→ AIM OF THE TASK: Go over the lines below, and when one contains the word "derive", copy it.

→ RECORDS PROVIDED:
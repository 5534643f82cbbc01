use std::sync::Once;

use serde::{Deserialize, Serialize};
use tracing_subscriber::{EnvFilter, prelude::*};

use crate::config::LogFormat;

/// Point-in-time view of the send queue, for logs and the CLI.
#[derive(Debug, Clone, Default, PartialEq, Eq, Serialize, Deserialize)]
pub struct QueueStats {
    pub total: usize,
    /// Tasks the engine may run right now.
    pub due: usize,
    /// Tasks waiting out a retry delay.
    pub backing_off: usize,
    pub max_tries: u32,
}

static INIT: Once = Once::new();

fn build_env_filter() -> EnvFilter {
    EnvFilter::try_from_default_env().unwrap_or_else(|_| EnvFilter::new("info"))
}

/// Install the global fmt subscriber. Later calls are no-ops.
///
/// `RUST_LOG` overrides the default `info` filter.
pub fn init_tracing(format: LogFormat) {
    INIT.call_once(|| {
        let env_filter = build_env_filter();
        let registry = tracing_subscriber::registry();
        let result = match format {
            LogFormat::Text => registry
                .with(
                    tracing_subscriber::fmt::layer()
                        .with_target(true)
                        .with_level(true)
                        .compact()
                        .with_filter(env_filter),
                )
                .try_init(),
            LogFormat::Json => registry
                .with(
                    tracing_subscriber::fmt::layer()
                        .with_target(true)
                        .with_level(true)
                        .json()
                        .with_filter(env_filter),
                )
                .try_init(),
        };
        if let Err(err) = result {
            eprintln!("tracing subscriber not installed: {err}");
        }
    });
}
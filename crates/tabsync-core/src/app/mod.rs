//! App - アプリケーション層
//!
//! ports を組み合わせてアプリケーションロジックを実装します。
//!
//! # 主要コンポーネント
//! - **AppBuilder**: 送信キュー・エディタ・KDS ストリームの構築とワイヤリング
//! - **BillEditor**: 伝票の楽観的編集（キャッシュ更新 + タスク投入）
//! - **LongPollClient**: KDS のロングポーリング

pub mod bill_editor;
pub mod builder;
pub mod long_poll;

// 主要な型を再エクスポート
pub use self::bill_editor::BillEditor;
pub use self::builder::{App, AppBuilder, BuildError};
pub use self::long_poll::{LongPollClient, LongPollConfig, MergePolicy, PollSource};
//! BillCache - 楽観的に更新される伝票一覧
//!
//! 編集は即座にここへ反映され、サーバ確定（remap / reconcile）で上書きされます。
//! どの更新経路でも「同じ id の伝票は最大 1 件」を保ちます。

use std::collections::HashSet;
use std::sync::Arc;

use tokio::sync::Mutex;

use crate::domain::{Bill, BillId, DraftToken};

/// Cache handle shared by the editor, the queue engine and background refresh.
pub type SharedBillCache = Arc<Mutex<BillCache>>;

/// Ordered list of bills, newest first.
#[derive(Debug, Clone, Default)]
pub struct BillCache {
    bills: Vec<Bill>,
}

impl BillCache {
    pub fn new() -> Self {
        Self::default()
    }

    pub fn shared() -> SharedBillCache {
        Arc::new(Mutex::new(Self::new()))
    }

    pub fn list(&self) -> &[Bill] {
        &self.bills
    }

    pub fn get(&self, id: BillId) -> Option<&Bill> {
        self.bills.iter().find(|b| b.id == id)
    }

    pub fn len(&self) -> usize {
        self.bills.len()
    }

    pub fn is_empty(&self) -> bool {
        self.bills.is_empty()
    }

    /// Mutate the entry for `id` in place. Returns false when it is absent.
    pub fn update(&mut self, id: BillId, f: impl FnOnce(&mut Bill)) -> bool {
        match self.bills.iter_mut().find(|b| b.id == id) {
            Some(bill) => {
                f(bill);
                true
            }
            None => false,
        }
    }

    /// Replace the entry with the same id, or prepend.
    pub fn upsert(&mut self, bill: Bill) {
        let id = bill.id;
        match self.bills.iter().position(|b| b.id == id) {
            Some(index) => {
                self.bills[index] = bill;
                self.drop_duplicates_after(index);
            }
            None => self.bills.insert(0, bill),
        }
    }

    pub fn remove(&mut self, id: BillId) -> Option<Bill> {
        let index = self.bills.iter().position(|b| b.id == id)?;
        let removed = self.bills.remove(index);
        self.bills.retain(|b| b.id != id);
        Some(removed)
    }

    /// Merge an authoritative list.
    ///
    /// Existing entries are updated field by field, new ones are prepended,
    /// and entries missing from `fresh` are pruned unless they are still
    /// pending creation.
    pub fn patch_in_place(&mut self, fresh: Vec<Bill>) {
        let fresh_ids: HashSet<BillId> = fresh.iter().map(|b| b.id).collect();
        self.bills
            .retain(|b| b.id.is_pending() || fresh_ids.contains(&b.id));

        let mut added = Vec::new();
        for bill in fresh {
            match self.bills.iter_mut().find(|b| b.id == bill.id) {
                Some(existing) => existing.merge_from(bill),
                None if added.iter().any(|b: &Bill| b.id == bill.id) => {}
                None => added.push(bill),
            }
        }
        added.append(&mut self.bills);
        self.bills = added;
        self.dedupe();
    }

    /// Give the draft behind `token` its server id.
    ///
    /// If an entry with the real id is already cached (a refresh won the
    /// race), the draft takes its place and the other copy is dropped.
    /// Returns true when the draft was found.
    pub fn remap(&mut self, token: DraftToken, real: u64) -> bool {
        let pending = BillId::Pending(token);
        let Some(index) = self.bills.iter().position(|b| b.id == pending) else {
            return false;
        };
        self.bills[index].id = BillId::Real(real);
        let real = BillId::Real(real);
        let mut position = 0;
        self.bills.retain(|b| {
            let keep = position == index || b.id != real;
            position += 1;
            keep
        });
        true
    }

    fn drop_duplicates_after(&mut self, index: usize) {
        let id = self.bills[index].id;
        let mut position = 0;
        self.bills.retain(|b| {
            let keep = position <= index || b.id != id;
            position += 1;
            keep
        });
    }

    fn dedupe(&mut self) {
        let mut seen = HashSet::new();
        self.bills.retain(|b| seen.insert(b.id));
    }
}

→ RESULT:
#[derive(Debug, Clone, Default, PartialEq, Eq, Serialize, Deserialize)]
#[derive(Debug, Clone, Default)]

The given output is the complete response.